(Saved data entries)
========================

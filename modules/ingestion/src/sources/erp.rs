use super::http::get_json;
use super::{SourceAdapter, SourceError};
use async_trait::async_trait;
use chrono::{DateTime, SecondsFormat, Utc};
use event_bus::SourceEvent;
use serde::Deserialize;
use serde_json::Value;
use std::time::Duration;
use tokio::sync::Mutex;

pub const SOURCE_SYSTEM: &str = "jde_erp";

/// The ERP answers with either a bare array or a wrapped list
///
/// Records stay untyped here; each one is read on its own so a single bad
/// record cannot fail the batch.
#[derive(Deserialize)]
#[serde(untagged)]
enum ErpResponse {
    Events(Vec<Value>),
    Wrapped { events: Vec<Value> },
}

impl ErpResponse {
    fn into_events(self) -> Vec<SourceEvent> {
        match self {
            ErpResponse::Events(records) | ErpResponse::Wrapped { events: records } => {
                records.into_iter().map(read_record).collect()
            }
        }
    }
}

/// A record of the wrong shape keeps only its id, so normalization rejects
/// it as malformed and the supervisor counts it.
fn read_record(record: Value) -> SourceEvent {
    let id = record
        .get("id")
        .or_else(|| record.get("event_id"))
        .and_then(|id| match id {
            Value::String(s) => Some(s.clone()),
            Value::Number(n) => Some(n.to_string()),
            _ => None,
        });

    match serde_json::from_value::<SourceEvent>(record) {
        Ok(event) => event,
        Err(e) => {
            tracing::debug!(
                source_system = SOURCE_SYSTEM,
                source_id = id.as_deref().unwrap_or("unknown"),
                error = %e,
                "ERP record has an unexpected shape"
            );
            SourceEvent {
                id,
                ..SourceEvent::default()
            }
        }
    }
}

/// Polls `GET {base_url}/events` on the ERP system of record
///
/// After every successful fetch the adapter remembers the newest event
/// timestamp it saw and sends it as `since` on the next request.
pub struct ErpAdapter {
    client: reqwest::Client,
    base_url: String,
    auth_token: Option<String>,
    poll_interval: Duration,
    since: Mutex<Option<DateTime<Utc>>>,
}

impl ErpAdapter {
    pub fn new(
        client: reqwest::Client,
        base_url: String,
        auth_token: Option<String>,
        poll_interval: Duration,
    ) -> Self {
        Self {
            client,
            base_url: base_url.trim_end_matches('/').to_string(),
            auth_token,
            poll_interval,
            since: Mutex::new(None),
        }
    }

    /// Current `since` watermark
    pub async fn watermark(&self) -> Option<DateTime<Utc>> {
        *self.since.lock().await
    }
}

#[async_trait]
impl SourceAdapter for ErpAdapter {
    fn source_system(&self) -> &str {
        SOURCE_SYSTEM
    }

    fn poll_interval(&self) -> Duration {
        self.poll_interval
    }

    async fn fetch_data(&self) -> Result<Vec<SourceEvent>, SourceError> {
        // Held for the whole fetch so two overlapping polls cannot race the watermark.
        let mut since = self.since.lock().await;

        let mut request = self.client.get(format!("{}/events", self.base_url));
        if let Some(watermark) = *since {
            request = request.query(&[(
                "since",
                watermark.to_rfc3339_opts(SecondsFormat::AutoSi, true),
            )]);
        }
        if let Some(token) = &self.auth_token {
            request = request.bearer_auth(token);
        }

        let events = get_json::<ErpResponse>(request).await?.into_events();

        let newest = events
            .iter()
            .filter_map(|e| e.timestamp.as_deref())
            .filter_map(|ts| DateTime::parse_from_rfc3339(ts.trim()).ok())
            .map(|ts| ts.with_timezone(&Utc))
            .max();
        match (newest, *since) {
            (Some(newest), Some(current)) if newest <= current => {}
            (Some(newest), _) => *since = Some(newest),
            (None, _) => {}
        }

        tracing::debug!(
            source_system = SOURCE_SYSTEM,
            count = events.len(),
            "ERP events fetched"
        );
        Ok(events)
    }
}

========================

- **Work order**: Word for word, restate the lines of the data above that fall between the line holding "pub struct ErpAdapter" and the line holding "events = get_json::<ErpResponse>(request).await?.into_events();", inclusive, and no other lines.

- **Result for this exercise**:
pub struct ErpAdapter {
    client: reqwest::Client,
    base_url: String,
    auth_token: Option<String>,
    poll_interval: Duration,
    since: Mutex<Option<DateTime<Utc>>>,
}

impl ErpAdapter {
    pub fn new(
        client: reqwest::Client,
        base_url: String,
        auth_token: Option<String>,
        poll_interval: Duration,
    ) -> Self {
        Self {
            client,
            base_url: base_url.trim_end_matches('/').to_string(),
            auth_token,
            poll_interval,
            since: Mutex::new(None),
        }
    }

    /// Current `since` watermark
    pub async fn watermark(&self) -> Option<DateTime<Utc>> {
        *self.since.lock().await
    }
}

#[async_trait]
impl SourceAdapter for ErpAdapter {
    fn source_system(&self) -> &str {
        SOURCE_SYSTEM
    }

    fn poll_interval(&self) -> Duration {
        self.poll_interval
    }

    async fn fetch_data(&self) -> Result<Vec<SourceEvent>, SourceError> {
        // Held for the whole fetch so two overlapping polls cannot race the watermark.
        let mut since = self.since.lock().await;

        let mut request = self.client.get(format!("{}/events", self.base_url));
        if let Some(watermark) = *since {
            request = request.query(&[(
                "since",
                watermark.to_rfc3339_opts(SecondsFormat::AutoSi, true),
            )]);
        }
        if let Some(token) = &self.auth_token {
            request = request.bearer_auth(token);
        }

        let events = get_json::<ErpResponse>(request).await?.into_events();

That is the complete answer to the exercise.